_Exercise goal_
Using the listing below, retype exactly the lines starting at the one with "pub fn balance(&self, account: &Identity)" and ending at the one with "impl TipLedger for", and include both.

_Records shown_

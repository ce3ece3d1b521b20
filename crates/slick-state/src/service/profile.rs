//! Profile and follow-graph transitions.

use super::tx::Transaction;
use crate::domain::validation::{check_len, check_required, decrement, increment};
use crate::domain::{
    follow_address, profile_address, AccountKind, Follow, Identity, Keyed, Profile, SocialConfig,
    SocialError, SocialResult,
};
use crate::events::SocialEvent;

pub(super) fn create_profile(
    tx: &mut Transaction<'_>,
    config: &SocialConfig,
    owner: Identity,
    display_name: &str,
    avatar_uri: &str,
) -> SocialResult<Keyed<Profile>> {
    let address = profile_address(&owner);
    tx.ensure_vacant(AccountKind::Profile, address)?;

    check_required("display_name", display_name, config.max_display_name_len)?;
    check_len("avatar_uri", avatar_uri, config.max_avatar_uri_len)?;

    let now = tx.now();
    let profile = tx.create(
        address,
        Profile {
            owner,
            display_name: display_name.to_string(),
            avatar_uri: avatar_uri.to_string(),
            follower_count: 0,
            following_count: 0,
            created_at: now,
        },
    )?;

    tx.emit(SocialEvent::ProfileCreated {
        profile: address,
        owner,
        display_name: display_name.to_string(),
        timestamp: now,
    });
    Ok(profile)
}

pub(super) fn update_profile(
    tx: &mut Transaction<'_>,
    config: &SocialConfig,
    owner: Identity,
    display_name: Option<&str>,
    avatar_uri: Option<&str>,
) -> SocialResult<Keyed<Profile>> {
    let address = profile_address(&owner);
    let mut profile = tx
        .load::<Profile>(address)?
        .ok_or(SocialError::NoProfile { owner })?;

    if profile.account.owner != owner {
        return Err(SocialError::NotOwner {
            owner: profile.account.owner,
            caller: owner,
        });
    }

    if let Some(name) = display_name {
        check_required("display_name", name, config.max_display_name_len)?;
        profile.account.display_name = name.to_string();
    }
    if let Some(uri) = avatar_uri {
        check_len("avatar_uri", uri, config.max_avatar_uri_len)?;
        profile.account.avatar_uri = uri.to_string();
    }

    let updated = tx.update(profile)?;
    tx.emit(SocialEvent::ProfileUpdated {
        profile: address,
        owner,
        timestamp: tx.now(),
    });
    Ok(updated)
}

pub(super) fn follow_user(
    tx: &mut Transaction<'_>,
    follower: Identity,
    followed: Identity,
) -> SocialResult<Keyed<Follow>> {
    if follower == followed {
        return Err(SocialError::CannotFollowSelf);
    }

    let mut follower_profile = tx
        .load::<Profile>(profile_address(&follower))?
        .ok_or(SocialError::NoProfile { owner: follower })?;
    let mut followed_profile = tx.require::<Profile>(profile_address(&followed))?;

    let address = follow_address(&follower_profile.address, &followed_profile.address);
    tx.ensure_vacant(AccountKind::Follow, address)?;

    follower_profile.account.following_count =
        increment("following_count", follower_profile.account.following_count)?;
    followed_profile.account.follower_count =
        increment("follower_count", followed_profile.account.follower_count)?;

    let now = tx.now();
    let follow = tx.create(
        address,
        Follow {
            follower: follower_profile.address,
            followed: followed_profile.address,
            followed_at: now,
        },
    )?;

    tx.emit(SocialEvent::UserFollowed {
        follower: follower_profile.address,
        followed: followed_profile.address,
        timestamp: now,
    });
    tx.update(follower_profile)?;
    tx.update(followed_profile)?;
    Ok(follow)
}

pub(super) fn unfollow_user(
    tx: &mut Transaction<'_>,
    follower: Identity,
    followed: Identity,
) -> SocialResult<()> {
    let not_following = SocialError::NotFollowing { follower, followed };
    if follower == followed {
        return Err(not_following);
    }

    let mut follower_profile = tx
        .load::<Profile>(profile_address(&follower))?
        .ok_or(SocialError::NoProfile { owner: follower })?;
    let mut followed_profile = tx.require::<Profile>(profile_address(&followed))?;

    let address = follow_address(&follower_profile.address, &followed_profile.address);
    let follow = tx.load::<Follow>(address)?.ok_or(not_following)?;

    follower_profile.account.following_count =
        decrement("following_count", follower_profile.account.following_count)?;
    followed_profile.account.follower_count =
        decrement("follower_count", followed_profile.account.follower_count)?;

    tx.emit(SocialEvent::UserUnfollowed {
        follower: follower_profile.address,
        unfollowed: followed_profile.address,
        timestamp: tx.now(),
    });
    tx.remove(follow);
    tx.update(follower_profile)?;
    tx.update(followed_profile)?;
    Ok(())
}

==

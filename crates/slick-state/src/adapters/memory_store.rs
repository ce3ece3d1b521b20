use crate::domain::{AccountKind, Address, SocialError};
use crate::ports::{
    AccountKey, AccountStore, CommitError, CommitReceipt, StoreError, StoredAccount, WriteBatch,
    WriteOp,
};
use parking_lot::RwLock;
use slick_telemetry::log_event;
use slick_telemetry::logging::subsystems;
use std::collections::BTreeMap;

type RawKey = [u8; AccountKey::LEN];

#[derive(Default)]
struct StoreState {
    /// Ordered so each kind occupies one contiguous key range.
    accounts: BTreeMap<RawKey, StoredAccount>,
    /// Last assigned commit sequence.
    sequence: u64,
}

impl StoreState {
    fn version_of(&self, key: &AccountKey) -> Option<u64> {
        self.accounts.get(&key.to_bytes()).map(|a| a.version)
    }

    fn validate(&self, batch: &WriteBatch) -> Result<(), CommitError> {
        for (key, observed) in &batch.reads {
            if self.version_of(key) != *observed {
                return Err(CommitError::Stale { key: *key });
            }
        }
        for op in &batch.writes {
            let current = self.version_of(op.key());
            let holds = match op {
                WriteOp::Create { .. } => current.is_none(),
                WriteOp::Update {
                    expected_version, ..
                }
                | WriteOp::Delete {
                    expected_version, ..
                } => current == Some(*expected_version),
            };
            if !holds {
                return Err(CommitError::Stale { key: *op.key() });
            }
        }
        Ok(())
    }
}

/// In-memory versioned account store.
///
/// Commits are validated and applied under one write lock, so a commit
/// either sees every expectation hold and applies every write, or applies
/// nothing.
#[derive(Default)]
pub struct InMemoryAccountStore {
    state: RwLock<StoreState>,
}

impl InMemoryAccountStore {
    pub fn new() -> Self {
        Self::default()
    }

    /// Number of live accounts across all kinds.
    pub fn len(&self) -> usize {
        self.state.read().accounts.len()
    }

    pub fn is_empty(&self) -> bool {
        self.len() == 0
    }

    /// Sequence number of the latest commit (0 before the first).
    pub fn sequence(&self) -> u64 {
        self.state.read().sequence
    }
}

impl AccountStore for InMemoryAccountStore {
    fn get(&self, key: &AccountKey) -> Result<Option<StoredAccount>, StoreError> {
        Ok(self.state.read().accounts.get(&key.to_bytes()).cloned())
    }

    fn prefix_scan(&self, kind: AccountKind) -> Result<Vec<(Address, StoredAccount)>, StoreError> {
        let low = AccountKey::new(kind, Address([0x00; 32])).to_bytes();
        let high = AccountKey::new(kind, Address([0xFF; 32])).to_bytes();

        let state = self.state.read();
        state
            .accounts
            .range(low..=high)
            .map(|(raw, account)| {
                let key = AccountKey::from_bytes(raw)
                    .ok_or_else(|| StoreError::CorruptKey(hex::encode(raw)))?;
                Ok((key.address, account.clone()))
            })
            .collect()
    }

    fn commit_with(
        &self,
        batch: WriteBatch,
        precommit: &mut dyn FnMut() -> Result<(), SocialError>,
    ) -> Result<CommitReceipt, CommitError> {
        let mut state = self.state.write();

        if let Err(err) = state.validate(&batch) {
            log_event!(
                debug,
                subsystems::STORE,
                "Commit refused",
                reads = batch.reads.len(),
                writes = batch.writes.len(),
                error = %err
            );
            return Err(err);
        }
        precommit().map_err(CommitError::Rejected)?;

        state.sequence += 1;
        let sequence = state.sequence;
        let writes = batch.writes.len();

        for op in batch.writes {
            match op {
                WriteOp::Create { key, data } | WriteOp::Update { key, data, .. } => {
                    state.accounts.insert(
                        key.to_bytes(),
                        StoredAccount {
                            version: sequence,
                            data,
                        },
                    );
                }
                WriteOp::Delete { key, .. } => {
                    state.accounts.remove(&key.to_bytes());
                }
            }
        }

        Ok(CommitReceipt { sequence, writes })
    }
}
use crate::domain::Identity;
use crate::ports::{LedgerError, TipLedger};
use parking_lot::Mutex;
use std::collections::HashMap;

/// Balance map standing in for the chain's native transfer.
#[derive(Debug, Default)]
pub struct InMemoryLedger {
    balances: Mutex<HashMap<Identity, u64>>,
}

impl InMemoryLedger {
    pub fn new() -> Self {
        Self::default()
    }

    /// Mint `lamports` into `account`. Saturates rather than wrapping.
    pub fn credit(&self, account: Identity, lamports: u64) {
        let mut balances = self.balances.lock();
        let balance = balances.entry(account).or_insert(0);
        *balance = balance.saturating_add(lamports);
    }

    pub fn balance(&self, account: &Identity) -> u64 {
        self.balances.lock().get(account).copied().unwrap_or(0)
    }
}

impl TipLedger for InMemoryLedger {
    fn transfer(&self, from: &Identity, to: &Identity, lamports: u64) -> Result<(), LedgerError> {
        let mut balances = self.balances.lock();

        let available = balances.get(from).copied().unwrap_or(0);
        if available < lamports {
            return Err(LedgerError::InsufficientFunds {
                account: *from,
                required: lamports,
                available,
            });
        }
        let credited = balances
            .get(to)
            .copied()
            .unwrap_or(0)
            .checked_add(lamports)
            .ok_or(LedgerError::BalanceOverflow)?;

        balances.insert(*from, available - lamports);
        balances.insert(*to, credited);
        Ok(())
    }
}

_Reply to the task_
    pub fn balance(&self, account: &Identity) -> u64 {
        self.balances.lock().get(account).copied().unwrap_or(0)
    }
}

impl TipLedger for InMemoryLedger {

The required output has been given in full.